Me sorprendió, de entrada, la destreza imaginativa de la puesta en escena de Mauricio García Lozano, con la complicidad escenográfica del infalible Jorge Ballina y el gran equipo de iluminación y vestuario. Me sorprendió el poderío, corrección y uniformidad de las voces del elenco: el tenor mexicano Emilio Pons como Rakewell, la soprano española Marina Monzó como Anne Trulove, el barítono mexicano Armando Gama como Trulove, la mezzo mexicana Gabriela Thierry como Mamá Ganso, el bajo franco-británico Thomas Dear como el mefistofélico Nick Shadow. Voces poderosas, bien timbradas y afinadas, homogéneas, que llenaban el ámbito de Bellas Artes. 

Buenos comprimarios el tenor Andrés Carrillo y el barítono José Manuel González Caro. En la escena de una suerte de gran bulto irregular cubierto por una tela, como si fuera la cabeza imaginativa del director, iban emergiendo, en sus momentos, los diversos personajes. Estamos en la campiña inglesa y la historia del desastre comienza: la herencia y la decisión de Tom de irse a Londres. Allí se deja arrastrar por el ambiente de la farándula prostibularia y carnavalesca de ciertos círculos. Se convertirá en favorito de la patrona del prostíbulo, Mamá Ganso y conocerá a la mujer Barbuda, Baba la Turca, con quien se casará. Hay que destacar aquí la gran presencia escénica y vocal de la mezzo mexicana Carla López Speziale como Baba, y la extraordinariamente ágil e imaginativa dirección escénica de García Lozano, quien utiliza de maravilla la utilería doméstica, parte de los bienes de Rakewell (pinturas, muebles, adornos, colchones, tambores, estufas, refrigeradoras, lavadoras, microondas, fierro viejo que venda…) en juego real y dramático con los personajes y, al fin, como objetos de remate. 

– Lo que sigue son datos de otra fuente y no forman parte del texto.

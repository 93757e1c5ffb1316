//! Builder for constructing transition tables.

use crate::builder::error::BuildError;
use crate::builder::transition::TransitionBuilder;
use crate::core::{Event, State};
use crate::engine::{Transition, TransitionTable};

/// Builder for assembling a machine type's rule list with a fluent API.
///
/// Rules keep the order they are added in; that order decides which
/// candidate wins when several share a `(state, event)` key.
pub struct TableBuilder<S, E> {
    transitions: Vec<Transition<S, E>>,
}

impl<S: State, E: Event> TableBuilder<S, E> {
    /// Create a new builder.
    pub fn new() -> Self {
        Self {
            transitions: Vec::new(),
        }
    }

    /// Add a transition using a builder.
    /// Returns an error if the builder fails validation.
    pub fn transition(mut self, builder: TransitionBuilder<S, E>) -> Result<Self, BuildError> {
        let transition = builder.build()?;
        self.transitions.push(transition);
        Ok(self)
    }

    /// Add a pre-built transition.
    pub fn add_transition(mut self, transition: Transition<S, E>) -> Self {
        self.transitions.push(transition);
        self
    }

    /// Add multiple transitions at once.
    pub fn transitions<I>(mut self, transitions: I) -> Self
    where
        I: IntoIterator<Item = Transition<S, E>>,
    {
        self.transitions.extend(transitions);
        self
    }

    /// Build the table.
    /// Returns an error if no rule was added.
    pub fn build(self) -> Result<TransitionTable<S, E>, BuildError> {
        if self.transitions.is_empty() {
            return Err(BuildError::NoTransitions);
        }
        Ok(TransitionTable::new(self.transitions))
    }
}

impl<S: State, E: Event> Default for TableBuilder<S, E> {
    fn default() -> Self {
        Self::new()
    }
}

En efecto, vemos salir a Baba la Turca de un gran refrigerador, cuyo significado simbólico es bastante claro. Lo notable es cómo García Lozano anima e integra todos los elementos escenográficos, otorgando al teatro un ritmo que le es fiel a una música que, neoclásica y todo, no ha perdido un ápice de la energía rítmica que caracterizó a sus ballets, como tampoco ha perdido la chispa, la gracia y el humor de casi todas sus creaciones.

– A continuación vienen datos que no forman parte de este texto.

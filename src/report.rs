//! End-to-end reliability analysis: alarms in, timeline, intervals and
//! statistics out.

use crate::classify::{predict_charger_states, AlarmRecord, ClassifyError, StateTimelineSample};
use crate::config::ClassifierConfig;
use crate::interval::{extract_intervals, StateInterval};
use crate::stats::{charger_stats, StateStatistics};
use serde::{Deserialize, Serialize};

/// Every artifact of one analysis run.
#[derive(Clone, Debug, PartialEq, Serialize, Deserialize)]
pub struct ReliabilityReport {
    pub timeline: Vec<StateTimelineSample>,
    pub intervals: Vec<StateInterval>,
    pub statistics: StateStatistics,
}

impl ReliabilityReport {
    pub fn to_json_pretty(&self) -> Result<String, serde_json::Error> {
        serde_json::to_string_pretty(self)
    }
}

/// Classify `records`, compress the resulting timeline and aggregate it.
///
/// # Example
///
/// ```rust
/// use chargestate::classify::AlarmRecord;
/// use chargestate::config::ClassifierConfig;
/// use chargestate::report::analyze;
/// use chrono::{TimeZone, Utc};
///
/// let at = |hour| Utc.with_ymd_and_hms(2024, 3, 1, hour, 0, 0).unwrap();
/// let records = vec![
///     AlarmRecord::new("A", "Boot up", at(0)),
///     AlarmRecord::new("A", "Hardware Fault", at(2)),
///     AlarmRecord::new("A", "Fault Cleared", at(3)),
/// ];
///
/// let report = analyze(&ClassifierConfig::default(), &[], &records).unwrap();
/// assert_eq!(report.intervals.len(), 2);
/// assert_eq!(report.statistics.fraction("A", "faulted"), Some(1.0 / 3.0));
/// ```
pub fn analyze(
    config: &ClassifierConfig,
    chargers: &[String],
    records: &[AlarmRecord],
) -> Result<ReliabilityReport, ClassifyError> {
    let timeline = predict_charger_states(config, chargers, records)?;
    let intervals = extract_intervals(&timeline);
    let statistics = charger_stats(&intervals);
    Ok(ReliabilityReport {
        timeline,
        intervals,
        statistics,
    })
}
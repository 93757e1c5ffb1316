//! Core state machine types.
//!
//! This module contains the pure building blocks every machine is made of:
//! - State sets via the `State` trait and event alphabets via `Event`
//! - Guard predicates over a machine's own history
//! - Append-only history tracking
//!
//! Nothing in here dispatches events; see `engine` for that.

mod guard;
mod history;
mod state;

pub use guard::Guard;
pub use history::{HistoryEntry, MachineHistory};
pub use state::{Event, State};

La escenografía de Jorge Ballina © Lorena Alcaraz Minor

Dije líneas arriba que este espectáculo me hizo renunciar a la crítica. Si la crítica consiste en estar atento a los errores —en señalar, censurar y reprochar los pelitos en la sopa— me callo, porque no los vi. No tengo nada que decir. Este Rake’s Progress me desarmó, me pareció irreprochable. Simplemente lo gocé, lo disfruté, de lo cual concluyo que es el mejor espectáculo operístico que he visto en México desde Muerte en Venecia de Britten-Ballina. Luego de esa involuntaria caricatura de ópera que fue Zorros chinos de Lorena Orozco —que me hizo abandonar la sala a los 30 minutos—, Rake’s Progress es una gran bocanada de oxígeno en la Ópera de Bellas Artes. 

El coro, muy bien dirigido por James Demster, se ubicó casi siempre como un espectador más, ocupando un semicírculo taurino al fondo del escenario, desde donde contemplaba y comentaba las acciones que ocurrían en el ruedo, acciones que, por otra parte, tenían sentido, lógica y gran claridad. 

La dirección musical de Iván López Reynoso no tuvo ningún problema en enfrentarse a una partitura relativamente fácil, muy clara y bien escrita. Las líneas de la orquesta subrayaban o contrapunteaban con mucha claridad y elegancia las líneas de las voces.

La ovación que estalló al final fue de las más largas y entusiastas que he escuchado en un teatro de ópera. Bien merecido.